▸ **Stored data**
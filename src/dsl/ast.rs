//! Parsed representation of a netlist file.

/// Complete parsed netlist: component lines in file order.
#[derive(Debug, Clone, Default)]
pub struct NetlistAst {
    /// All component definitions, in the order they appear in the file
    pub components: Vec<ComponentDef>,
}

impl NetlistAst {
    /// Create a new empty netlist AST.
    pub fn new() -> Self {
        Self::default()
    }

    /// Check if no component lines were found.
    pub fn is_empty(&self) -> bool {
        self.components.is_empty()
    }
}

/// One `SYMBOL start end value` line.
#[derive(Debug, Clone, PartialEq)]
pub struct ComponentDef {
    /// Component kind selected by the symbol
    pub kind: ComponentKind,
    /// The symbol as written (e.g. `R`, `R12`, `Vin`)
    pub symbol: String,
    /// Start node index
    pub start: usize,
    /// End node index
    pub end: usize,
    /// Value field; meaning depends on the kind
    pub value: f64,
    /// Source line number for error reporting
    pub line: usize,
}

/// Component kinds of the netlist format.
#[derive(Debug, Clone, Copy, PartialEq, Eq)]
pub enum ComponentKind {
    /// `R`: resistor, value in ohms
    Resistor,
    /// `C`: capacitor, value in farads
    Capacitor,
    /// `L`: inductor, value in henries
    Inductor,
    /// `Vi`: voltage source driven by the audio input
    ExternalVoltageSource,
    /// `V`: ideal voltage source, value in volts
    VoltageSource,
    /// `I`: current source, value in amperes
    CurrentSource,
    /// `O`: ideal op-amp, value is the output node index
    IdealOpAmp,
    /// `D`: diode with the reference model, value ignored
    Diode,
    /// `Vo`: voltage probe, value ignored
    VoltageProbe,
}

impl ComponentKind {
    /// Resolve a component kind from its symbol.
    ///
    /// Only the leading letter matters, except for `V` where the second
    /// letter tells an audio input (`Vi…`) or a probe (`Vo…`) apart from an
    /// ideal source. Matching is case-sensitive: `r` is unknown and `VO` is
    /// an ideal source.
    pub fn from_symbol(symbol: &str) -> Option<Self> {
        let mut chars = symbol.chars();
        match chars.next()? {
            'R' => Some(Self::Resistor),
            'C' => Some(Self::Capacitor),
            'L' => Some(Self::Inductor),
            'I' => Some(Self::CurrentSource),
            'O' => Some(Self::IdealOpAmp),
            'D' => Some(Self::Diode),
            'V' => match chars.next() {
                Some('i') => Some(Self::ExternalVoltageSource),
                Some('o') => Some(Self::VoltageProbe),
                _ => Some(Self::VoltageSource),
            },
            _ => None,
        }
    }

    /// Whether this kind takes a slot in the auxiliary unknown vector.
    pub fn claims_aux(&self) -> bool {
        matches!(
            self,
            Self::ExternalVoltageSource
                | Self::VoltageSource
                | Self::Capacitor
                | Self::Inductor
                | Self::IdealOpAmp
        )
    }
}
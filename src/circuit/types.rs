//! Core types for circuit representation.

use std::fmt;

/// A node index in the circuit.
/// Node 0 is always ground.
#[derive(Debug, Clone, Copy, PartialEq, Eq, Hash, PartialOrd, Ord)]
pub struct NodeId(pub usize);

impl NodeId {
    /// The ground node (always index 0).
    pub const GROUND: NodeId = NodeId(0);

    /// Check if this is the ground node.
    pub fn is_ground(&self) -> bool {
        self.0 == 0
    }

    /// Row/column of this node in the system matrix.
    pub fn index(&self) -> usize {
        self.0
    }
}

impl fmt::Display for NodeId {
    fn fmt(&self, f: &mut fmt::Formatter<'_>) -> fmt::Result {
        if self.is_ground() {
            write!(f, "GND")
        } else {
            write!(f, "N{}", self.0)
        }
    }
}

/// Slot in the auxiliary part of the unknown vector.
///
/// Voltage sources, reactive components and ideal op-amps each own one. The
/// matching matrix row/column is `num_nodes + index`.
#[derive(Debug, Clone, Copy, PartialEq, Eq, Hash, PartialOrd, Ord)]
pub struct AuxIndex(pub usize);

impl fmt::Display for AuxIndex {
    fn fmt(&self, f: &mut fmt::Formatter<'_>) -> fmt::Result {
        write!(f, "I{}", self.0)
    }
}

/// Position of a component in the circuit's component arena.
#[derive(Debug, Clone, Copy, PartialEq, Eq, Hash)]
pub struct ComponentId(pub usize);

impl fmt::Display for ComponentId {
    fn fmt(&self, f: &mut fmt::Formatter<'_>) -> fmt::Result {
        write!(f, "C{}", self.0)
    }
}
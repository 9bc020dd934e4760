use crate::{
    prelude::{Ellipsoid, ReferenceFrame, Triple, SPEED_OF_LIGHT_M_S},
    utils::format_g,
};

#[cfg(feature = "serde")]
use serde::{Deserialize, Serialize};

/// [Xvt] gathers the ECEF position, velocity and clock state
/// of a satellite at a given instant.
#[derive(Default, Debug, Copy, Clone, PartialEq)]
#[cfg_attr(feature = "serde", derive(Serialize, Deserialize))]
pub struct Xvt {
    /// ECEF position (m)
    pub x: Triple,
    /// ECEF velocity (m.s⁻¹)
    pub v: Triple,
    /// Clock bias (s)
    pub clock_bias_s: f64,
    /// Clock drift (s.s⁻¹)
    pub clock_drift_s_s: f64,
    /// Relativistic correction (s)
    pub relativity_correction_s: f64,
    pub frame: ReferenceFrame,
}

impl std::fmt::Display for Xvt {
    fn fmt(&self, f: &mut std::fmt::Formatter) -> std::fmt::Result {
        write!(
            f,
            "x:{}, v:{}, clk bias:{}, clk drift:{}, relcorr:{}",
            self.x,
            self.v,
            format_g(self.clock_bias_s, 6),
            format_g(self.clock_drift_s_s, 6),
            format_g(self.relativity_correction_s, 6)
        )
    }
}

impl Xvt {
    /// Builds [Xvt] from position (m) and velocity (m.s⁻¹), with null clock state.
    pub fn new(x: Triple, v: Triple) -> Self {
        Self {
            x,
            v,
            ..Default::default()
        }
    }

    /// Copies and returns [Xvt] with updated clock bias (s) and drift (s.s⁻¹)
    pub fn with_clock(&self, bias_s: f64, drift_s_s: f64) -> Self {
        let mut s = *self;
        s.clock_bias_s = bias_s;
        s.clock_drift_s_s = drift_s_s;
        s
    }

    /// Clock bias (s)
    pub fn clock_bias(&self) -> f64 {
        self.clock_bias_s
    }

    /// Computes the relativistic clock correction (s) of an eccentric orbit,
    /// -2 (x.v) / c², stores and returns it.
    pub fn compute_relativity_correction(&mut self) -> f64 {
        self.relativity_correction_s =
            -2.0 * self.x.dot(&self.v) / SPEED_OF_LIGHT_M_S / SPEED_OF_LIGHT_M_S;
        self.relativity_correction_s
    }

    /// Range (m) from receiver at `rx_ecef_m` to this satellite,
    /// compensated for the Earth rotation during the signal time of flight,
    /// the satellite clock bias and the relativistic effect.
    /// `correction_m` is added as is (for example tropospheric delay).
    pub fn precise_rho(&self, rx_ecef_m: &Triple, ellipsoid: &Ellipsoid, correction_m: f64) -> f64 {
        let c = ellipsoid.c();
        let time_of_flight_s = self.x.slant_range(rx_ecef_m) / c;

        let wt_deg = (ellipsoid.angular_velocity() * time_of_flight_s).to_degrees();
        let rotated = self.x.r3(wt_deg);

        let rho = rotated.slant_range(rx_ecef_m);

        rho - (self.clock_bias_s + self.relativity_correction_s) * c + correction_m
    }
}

...

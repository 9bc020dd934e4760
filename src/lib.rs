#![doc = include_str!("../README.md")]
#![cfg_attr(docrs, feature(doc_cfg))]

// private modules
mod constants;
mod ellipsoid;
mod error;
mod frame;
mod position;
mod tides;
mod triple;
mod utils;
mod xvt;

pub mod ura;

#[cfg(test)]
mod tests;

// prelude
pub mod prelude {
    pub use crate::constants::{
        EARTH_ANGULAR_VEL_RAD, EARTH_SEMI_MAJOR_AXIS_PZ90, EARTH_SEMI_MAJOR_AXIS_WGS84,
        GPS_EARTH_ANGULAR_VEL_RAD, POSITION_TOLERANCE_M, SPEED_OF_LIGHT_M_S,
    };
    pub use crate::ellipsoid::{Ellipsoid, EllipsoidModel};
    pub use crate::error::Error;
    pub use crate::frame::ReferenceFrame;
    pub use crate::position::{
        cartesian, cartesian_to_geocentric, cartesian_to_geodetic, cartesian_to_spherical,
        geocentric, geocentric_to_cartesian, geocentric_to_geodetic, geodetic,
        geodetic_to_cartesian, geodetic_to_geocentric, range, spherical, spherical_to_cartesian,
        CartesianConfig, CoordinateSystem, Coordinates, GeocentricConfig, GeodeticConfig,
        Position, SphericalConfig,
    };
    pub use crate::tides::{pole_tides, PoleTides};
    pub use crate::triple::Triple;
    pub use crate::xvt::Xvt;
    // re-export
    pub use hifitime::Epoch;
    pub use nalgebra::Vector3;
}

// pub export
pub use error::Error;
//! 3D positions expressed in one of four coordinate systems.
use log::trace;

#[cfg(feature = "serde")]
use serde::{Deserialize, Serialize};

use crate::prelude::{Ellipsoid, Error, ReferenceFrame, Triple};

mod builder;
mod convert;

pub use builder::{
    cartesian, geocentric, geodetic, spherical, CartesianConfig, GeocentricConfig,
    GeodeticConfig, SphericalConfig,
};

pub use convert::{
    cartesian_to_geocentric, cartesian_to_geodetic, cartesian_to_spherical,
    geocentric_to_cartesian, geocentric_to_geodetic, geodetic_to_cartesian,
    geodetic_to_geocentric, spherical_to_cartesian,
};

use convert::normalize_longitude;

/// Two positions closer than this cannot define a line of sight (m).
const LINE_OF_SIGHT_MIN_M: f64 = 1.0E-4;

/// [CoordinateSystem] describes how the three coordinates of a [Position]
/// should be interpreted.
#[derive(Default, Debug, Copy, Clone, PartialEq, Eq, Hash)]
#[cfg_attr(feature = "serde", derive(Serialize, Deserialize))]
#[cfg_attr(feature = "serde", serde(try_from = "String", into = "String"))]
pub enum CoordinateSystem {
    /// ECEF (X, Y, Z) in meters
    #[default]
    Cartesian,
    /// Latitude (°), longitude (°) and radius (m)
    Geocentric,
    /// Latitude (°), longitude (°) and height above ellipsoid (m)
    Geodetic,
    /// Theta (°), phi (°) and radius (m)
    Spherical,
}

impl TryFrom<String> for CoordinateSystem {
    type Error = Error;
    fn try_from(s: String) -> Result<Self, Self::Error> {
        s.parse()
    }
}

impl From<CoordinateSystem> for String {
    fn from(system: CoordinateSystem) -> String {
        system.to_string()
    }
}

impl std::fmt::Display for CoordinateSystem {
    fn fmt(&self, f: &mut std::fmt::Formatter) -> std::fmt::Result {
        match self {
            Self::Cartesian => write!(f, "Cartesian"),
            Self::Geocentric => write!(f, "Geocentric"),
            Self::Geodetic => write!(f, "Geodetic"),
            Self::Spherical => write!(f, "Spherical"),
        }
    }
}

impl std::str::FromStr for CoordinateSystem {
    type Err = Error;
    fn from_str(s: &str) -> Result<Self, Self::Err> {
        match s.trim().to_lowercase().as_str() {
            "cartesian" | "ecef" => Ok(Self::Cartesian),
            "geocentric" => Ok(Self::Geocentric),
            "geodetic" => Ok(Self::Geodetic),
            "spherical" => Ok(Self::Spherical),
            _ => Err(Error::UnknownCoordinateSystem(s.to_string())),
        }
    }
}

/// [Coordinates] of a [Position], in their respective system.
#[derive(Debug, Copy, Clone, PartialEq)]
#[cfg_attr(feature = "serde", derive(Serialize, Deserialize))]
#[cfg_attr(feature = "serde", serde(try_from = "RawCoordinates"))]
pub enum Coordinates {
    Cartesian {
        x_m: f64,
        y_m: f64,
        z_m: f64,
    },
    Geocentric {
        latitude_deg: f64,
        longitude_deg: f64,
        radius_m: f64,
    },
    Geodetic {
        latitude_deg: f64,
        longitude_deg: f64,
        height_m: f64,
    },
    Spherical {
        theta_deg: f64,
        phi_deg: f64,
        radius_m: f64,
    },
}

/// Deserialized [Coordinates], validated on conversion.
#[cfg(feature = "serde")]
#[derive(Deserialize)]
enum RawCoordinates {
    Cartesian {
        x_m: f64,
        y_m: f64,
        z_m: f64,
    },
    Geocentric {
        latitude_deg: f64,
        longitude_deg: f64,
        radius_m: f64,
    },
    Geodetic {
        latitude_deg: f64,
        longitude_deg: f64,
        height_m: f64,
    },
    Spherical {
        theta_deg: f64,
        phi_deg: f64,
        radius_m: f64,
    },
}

▸ **WORK INSTRUCTION**
Here the output must be the lines above from the line with "filename src/dsl/ast.rs" to the line with "lines were found.", both included, duplicated word for word and nothing else.

▸ **RESULT BELOW**
filename src/dsl/ast.rs
//! Parsed representation of a netlist file.

/// Complete parsed netlist: component lines in file order.
#[derive(Debug, Clone, Default)]
pub struct NetlistAst {
    /// All component definitions, in the order they appear in the file
    pub components: Vec<ComponentDef>,
}

impl NetlistAst {
    /// Create a new empty netlist AST.
    pub fn new() -> Self {
        Self::default()
    }

    /// Check if no component lines were found.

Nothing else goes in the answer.